To interesujące! Najczęściej przy tej chorobie dotknięte są stawy biodrowe. To na nich największe obciążenie spada podczas biegania, skakania, kiedy zwierzak jest zmuszony do maksymalnego nacisku na swój ciężar, aby wykonać ruch.
Rzadziej dochodzi do zajęcia jednego lub wszystkich stawów łokciowych, co powoduje kulawiznę w przednich łapach. Pies odmawia wykonania niektórych komend, np. „Daj łapę”, „Dół” – wbiegając po schodach nie pozwala dotknąć dotkniętego obszaru. Chorobę można również zauważyć po zapaleniu fałdu, pojawieniu się zgrubień.
Najrzadziej cierpią kolana, ale to nie sprawia, że problem jest mniej istotny. Dysplazja na tylnych nogach często pojawia się po upadku, uderzeniu, jakimkolwiek kontuzji kolana, przez co noga może się podkręcić, zwichnąć. Samodzielne korygowanie stawu, aby uniknąć konsekwencji, amatorowi się nie uda, wymagana będzie pomoc specjalistów. Ale to nie gwarantuje całkowitego wyzdrowienia. Ból i kulawizna mogą powrócić w każdej chwili.
Usunięta tkanka chrzęstna powinna zapobiegać kontaktowi z kością i uszkodzeniom. Złuszczająco, kość zapada się, stawy zmieniają się, nie tylko szpecąc łapy, ale także ograniczając ruch.
Jeśli choroba zacznie atakować wciąż nieuformowane, rosnące ciało szczenięcia, patologie szybko staną się zauważalne, będą dotyczyć nie tylko stawów, ale także całego układu mięśniowo-szkieletowego. Ale zwykle naruszenia są wykrywane przez 1,5 roku, kiedy pies zyskuje masę mięśniową, staje się cięższy, a zatem zwiększa się obciążenie łap.
Ważny! Im wcześniej choroba zostanie wykryta, tym łatwiej uratować zwierzę, dostosować schematy leczenia i zapobiegania zaostrzeniom. Jeśli w „historii” są „krewni” pacjenci z dysplazją, najlepiej jest uzyskać zaświadczenia o pomyślnym przejściu testu na chorobę przez rodziców szczeniaka.
Jeśli podejrzewasz chorobę genetyczną, warto zrobić prześwietlenie stawów, w którym łatwo wykryć dysplazję już na początkowym etapie.
Które psy są zagrożone
Wielki, masywne psy, jest w stanie chronić właściciela, spędzać dużo czasu na świeżym powietrzu, towarzysząc osobie podczas joggingu, spacerów, wędrówek, ochrony terytorium, jest zawsze poszukiwany. Ale nie przemija też moda na psy, do których obowiązków należy bycie tylko towarzyszem, społecznie nastawionym do człowieka, zwykłym przyjacielem osób w każdym wieku.

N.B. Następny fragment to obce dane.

// ── Generic list view-state ──
//
// The pattern every resource screen repeats: an unfiltered row list
// plus query / sort-toggle / page state, recomputed into a visible
// slice on demand. Filtering always runs against the full list; the
// page is clamped whenever the filtered count changes.

use super::pages::{PageItem, page_strip};

/// Row types expose the text the search box matches against and the
/// single sortable column.
pub trait ListEntry {
    /// Haystacks for the case-insensitive substring search. Which
    /// fields participate is a per-resource decision.
    fn search_text(&self) -> Vec<String>;

    /// Value of the sortable column.
    fn sort_key(&self) -> String;
}

/// Tri-state sort toggle over the single sortable column.
#[derive(Debug, Clone, Copy, PartialEq, Eq, Default)]
pub enum SortOrder {
    /// Original (server) order.
    #[default]
    None,
    Ascending,
    Descending,
}

impl SortOrder {
    /// none -> asc -> desc -> none.
    pub fn toggled(self) -> Self {
        match self {
            Self::None => Self::Ascending,
            Self::Ascending => Self::Descending,
            Self::Descending => Self::None,
        }
    }
}

/// The computed visible state for one render.
#[derive(Debug)]
pub struct PageView<'a, T> {
    /// Rows on the current page, in display order.
    pub rows: Vec<&'a T>,
    /// Clamped current page (1-based).
    pub page: usize,
    /// Total pages for the current filter; at least 1.
    pub total_pages: usize,
    /// Filtered row count across all pages.
    pub total_rows: usize,
    /// Page-number strip for rendering.
    pub strip: Vec<PageItem>,
}

/// List view-state for a single resource screen.
#[derive(Debug, Clone)]
pub struct ListView<T> {
    items: Vec<T>,
    query: String,
    sort: SortOrder,
    page: usize,
    page_size: usize,
}

impl<T: ListEntry> ListView<T> {
    pub fn new(items: Vec<T>, page_size: usize) -> Self {
        Self {
            items,
            query: String::new(),
            sort: SortOrder::None,
            page: 1,
            page_size: page_size.max(1),
        }
    }

    /// Replace the full row list (after a refetch or a local CRUD
    /// merge). Query, sort, and page survive; the page re-clamps
    /// against the new count on the next read.
    pub fn replace_items(&mut self, items: Vec<T>) {
        self.items = items;
    }

    pub fn items(&self) -> &[T] {
        &self.items
    }

    /// Update the search query. Any change resets to page 1.
    pub fn set_query(&mut self, query: impl Into<String>) {
        let query = query.into();
        if query != self.query {
            self.query = query;
            self.page = 1;
        }
    }

    pub fn query(&self) -> &str {
        &self.query
    }

    /// Advance the sort toggle one step and return the new order.
    pub fn toggle_sort(&mut self) -> SortOrder {
        self.sort = self.sort.toggled();
        self.sort
    }

    pub fn set_sort(&mut self, sort: SortOrder) {
        self.sort = sort;
    }

    pub fn sort(&self) -> SortOrder {
        self.sort
    }

    /// Request a page; clamping happens at read time against the
    /// filtered count.
    pub fn set_page(&mut self, page: usize) {
        self.page = page.max(1);
    }

    pub fn next_page(&mut self) {
        self.page = self.current_page().saturating_add(1).min(self.total_pages());
    }

    pub fn prev_page(&mut self) {
        self.page = self.current_page().saturating_sub(1).max(1);
    }

    pub fn set_page_size(&mut self, page_size: usize) {
        self.page_size = page_size.max(1);
    }

    pub fn page_size(&self) -> usize {
        self.page_size
    }

    /// The clamped current page.
    pub fn current_page(&self) -> usize {
        self.page.clamp(1, self.total_pages())
    }

    fn total_pages(&self) -> usize {
        self.filtered().len().div_ceil(self.page_size).max(1)
    }

    /// Filtered rows in original order.
    fn filtered(&self) -> Vec<&T> {
        let needle = self.query.trim().to_lowercase();
        self.items
            .iter()
            .filter(|item| {
                if needle.is_empty() {
                    return true;
                }
                item.search_text()
                    .iter()
                    .any(|hay| hay.to_lowercase().contains(&needle))
            })
            .collect()
    }

    /// Compute the visible page: filter, stable-sort, clamp, slice.
    pub fn visible(&self) -> PageView<'_, T> {
        let mut rows = self.filtered();

        match self.sort {
            SortOrder::None => {}
            // `sort_by` is stable, so equal keys keep original order in
            // both directions.
            SortOrder::Ascending => {
                rows.sort_by(|a, b| a.sort_key().to_lowercase().cmp(&b.sort_key().to_lowercase()));
            }
            SortOrder::Descending => {
                rows.sort_by(|a, b| b.sort_key().to_lowercase().cmp(&a.sort_key().to_lowercase()));
            }
        }

        let total_rows = rows.len();
        let total_pages = total_rows.div_ceil(self.page_size).max(1);
        let page = self.page.clamp(1, total_pages);

        let start = (page - 1) * self.page_size;
        let end = (start + self.page_size).min(total_rows);
        let rows = if start < total_rows {
            rows.drain(start..end).collect()
        } else {
            Vec::new()
        };

        PageView {
            rows,
            page,
            total_pages,
            total_rows,
            strip: page_strip(page, total_pages),
        }
    }
}

#[cfg(test)]
mod tests {
    use pretty_assertions::assert_eq;

    use super::*;

    #[derive(Debug, Clone, PartialEq)]
    struct Row {
        id: i64,
        kind: String,
        name: String,
    }

    impl Row {
        fn new(id: i64, kind: &str, name: &str) -> Self {
            Self {
                id,
                kind: kind.into(),
                name: name.into(),
            }
        }
    }

    impl ListEntry for Row {
        fn search_text(&self) -> Vec<String> {
            vec![self.name.clone(), self.kind.clone()]
        }

        fn sort_key(&self) -> String {
            self.kind.clone()
        }
    }

    fn ids(view: &ListView<Row>) -> Vec<i64> {
        view.visible().rows.iter().map(|r| r.id).collect()
    }

    fn rows(n: usize) -> Vec<Row> {
        (1..=n)
            .map(|i| Row::new(i64::try_from(i).expect("small"), "x", &format!("row {i}")))
            .collect()
    }

    // ── Sort ────────────────────────────────────────────────────────

    #[test]
    fn sort_toggle_is_a_three_cycle() {
        let mut view = ListView::new(vec![Row::new(1, "B", "b"), Row::new(2, "A", "a")], 6);

        assert_eq!(ids(&view), vec![1, 2]);

        view.toggle_sort();
        assert_eq!(ids(&view), vec![2, 1], "first toggle sorts ascending");

        view.toggle_sort();
        assert_eq!(ids(&view), vec![1, 2], "second toggle sorts descending");

        view.toggle_sort();
        assert_eq!(ids(&view), vec![1, 2], "third toggle restores original order");
        assert_eq!(view.sort(), SortOrder::None);

        view.toggle_sort();
        assert_eq!(view.sort(), SortOrder::Ascending);
    }

    #[test]
    fn sort_is_case_insensitive() {
        let mut view = ListView::new(
            vec![
                Row::new(1, "beta", "b"),
                Row::new(2, "Alpha", "a"),
                Row::new(3, "alpha2", "c"),
            ],
            6,
        );
        view.toggle_sort();
        assert_eq!(ids(&view), vec![2, 3, 1]);
    }

    #[test]
    fn equal_sort_keys_keep_original_order() {
        let mut view = ListView::new(
            vec![
                Row::new(1, "same", "c"),
                Row::new(2, "same", "a"),
                Row::new(3, "aaa", "b"),
                Row::new(4, "same", "d"),
            ],
            6,
        );

        view.toggle_sort();
        assert_eq!(ids(&view), vec![3, 1, 2, 4], "ascending keeps 1,2,4 order");

        view.toggle_sort();
        assert_eq!(ids(&view), vec![1, 2, 4, 3], "descending keeps 1,2,4 order");
    }

    // ── Search ──────────────────────────────────────────────────────

    #[test]
    fn search_matches_any_field_case_insensitively() {
        let mut view = ListView::new(
            vec![
                Row::new(1, "Barrel", "Oak one"),
                Row::new(2, "Vat", "Steel"),
                Row::new(3, "Barrel", "Chestnut"),
            ],
            6,
        );

        view.set_query("barrel");
        assert_eq!(ids(&view), vec![1, 3]);

        view.set_query("OAK");
        assert_eq!(ids(&view), vec![1]);

        view.set_query("");
        assert_eq!(ids(&view), vec![1, 2, 3]);
    }

    #[test]
    fn changing_the_query_resets_to_page_one() {
        let mut view = ListView::new(rows(20), 6);
        view.set_page(3);
        assert_eq!(view.visible().page, 3);

        view.set_query("row");
        assert_eq!(view.visible().page, 1);

        // Same query again is not a change.
        view.set_page(2);
        view.set_query("row");
        assert_eq!(view.visible().page, 2);
    }

    #[test]
    fn search_runs_against_the_full_list_not_the_page() {
        let mut view = ListView::new(rows(20), 6);
        view.set_page(3);
        view.set_query("row 17");
        let page = view.visible();
        assert_eq!(page.total_rows, 1);
        assert_eq!(page.rows[0].id, 17);
    }

    // ── Pagination ──────────────────────────────────────────────────

    #[test]
    fn requested_page_is_clamped_into_range() {
        // 13 filtered rows at page size 6 -> 3 pages; page 10 -> 3.
        let mut view = ListView::new(rows(13), 6);
        view.set_page(10);

        let page = view.visible();
        assert_eq!(page.total_pages, 3);
        assert_eq!(page.page, 3);
        assert_eq!(page.rows.len(), 1, "last page holds the 13th row");
        assert_eq!(page.rows[0].id, 13);
    }

    #[test]
    fn deleting_the_only_item_on_the_last_page_reclamps_backward() {
        let mut view = ListView::new(rows(13), 6);
        view.set_page(3);
        assert_eq!(view.visible().rows.len(), 1);

        // Row 13 deleted -> 12 rows, 2 pages; the view must show page 2
        // rather than an empty page 3.
        view.replace_items(rows(12));
        let page = view.visible();
        assert_eq!(page.total_pages, 2);
        assert_eq!(page.page, 2);
        assert_eq!(page.rows.len(), 6);
    }

    #[test]
    fn empty_list_renders_a_single_empty_page() {
        let view: ListView<Row> = ListView::new(Vec::new(), 6);
        let page = view.visible();
        assert_eq!(page.total_pages, 1);
        assert_eq!(page.page, 1);
        assert!(page.rows.is_empty());
        assert_eq!(page.strip, vec![PageItem::Page(1)]);
    }

    #[test]
    fn slices_never_run_out_of_range() {
        for len in 0..=25 {
            for page_size in 1..=7 {
                for requested in 1..=10 {
                    let mut view = ListView::new(rows(len), page_size);
                    view.set_page(requested);
                    let page = view.visible();
                    assert!(page.page >= 1 && page.page <= page.total_pages);
                    assert!(page.rows.len() <= page_size);
                    if len > 0 {
                        // Clamping must never produce an empty page while
                        // earlier pages have rows.
                        assert!(!page.rows.is_empty());
                    }
                }
            }
        }
    }

    #[test]
    fn prev_and_next_stay_in_bounds() {
        let mut view = ListView::new(rows(13), 6);
        view.prev_page();
        assert_eq!(view.visible().page, 1);

        view.next_page();
        view.next_page();
        view.next_page();
        view.next_page();
        assert_eq!(view.visible().page, 3);
    }

    #[test]
    fn filter_and_sort_compose_with_pagination() {
        let mut view = ListView::new(
            vec![
                Row::new(1, "vat", "big vat"),
                Row::new(2, "barrel", "oak barrel"),
                Row::new(3, "vat", "small vat"),
                Row::new(4, "barrel", "pine barrel"),
                Row::new(5, "vat", "mid vat"),
            ],
            2,
        );
        view.set_query("vat");
        view.toggle_sort();

        let first = view.visible();
        assert_eq!(first.total_rows, 3);
        assert_eq!(first.total_pages, 2);
        assert_eq!(first.rows.iter().map(|r| r.id).collect::<Vec<_>>(), vec![1, 3]);

        view.next_page();
        let second = view.visible();
        assert_eq!(second.rows.iter().map(|r| r.id).collect::<Vec<_>>(), vec![5]);
    }
}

Niestety dysplazja jest charakterystyczna właśnie dla takich psów: retrievery, labradory, św. Bernardynów, Dog Niemiecki, rottweilery, malamutowie, Owczarki środkowoazjatyckie i podobne rasy zwykle cierpią na uszkodzenie stawów.
Tłumaczy się to rosnącą masą ciała, zwiększonym wzrostem i przyrostem masy ciała w czasie, gdy kości nie są jeszcze wystarczająco mocne, gdy istnieje duże ryzyko kontuzji i skręceń podczas nadmiernie aktywnych zabaw.
Objawy dysplazji u psa
Szczenię początkowo niezbyt chętnie bierze udział w zabawie, bez której jeszcze wczoraj nie wyobrażał sobie życia, męczy się i idzie spać, pokazując, że chce iść do domu, na spacerach zaczyna się bać chodzić zejdź po schodach lub wejdź po nich. Od czasu do czasu kuleje, które mogą zniknąć po odpoczynku. Doświadczeni hodowcy psów już na tym etapie zaczynają bić na alarm, spiesząc do weterynarzy.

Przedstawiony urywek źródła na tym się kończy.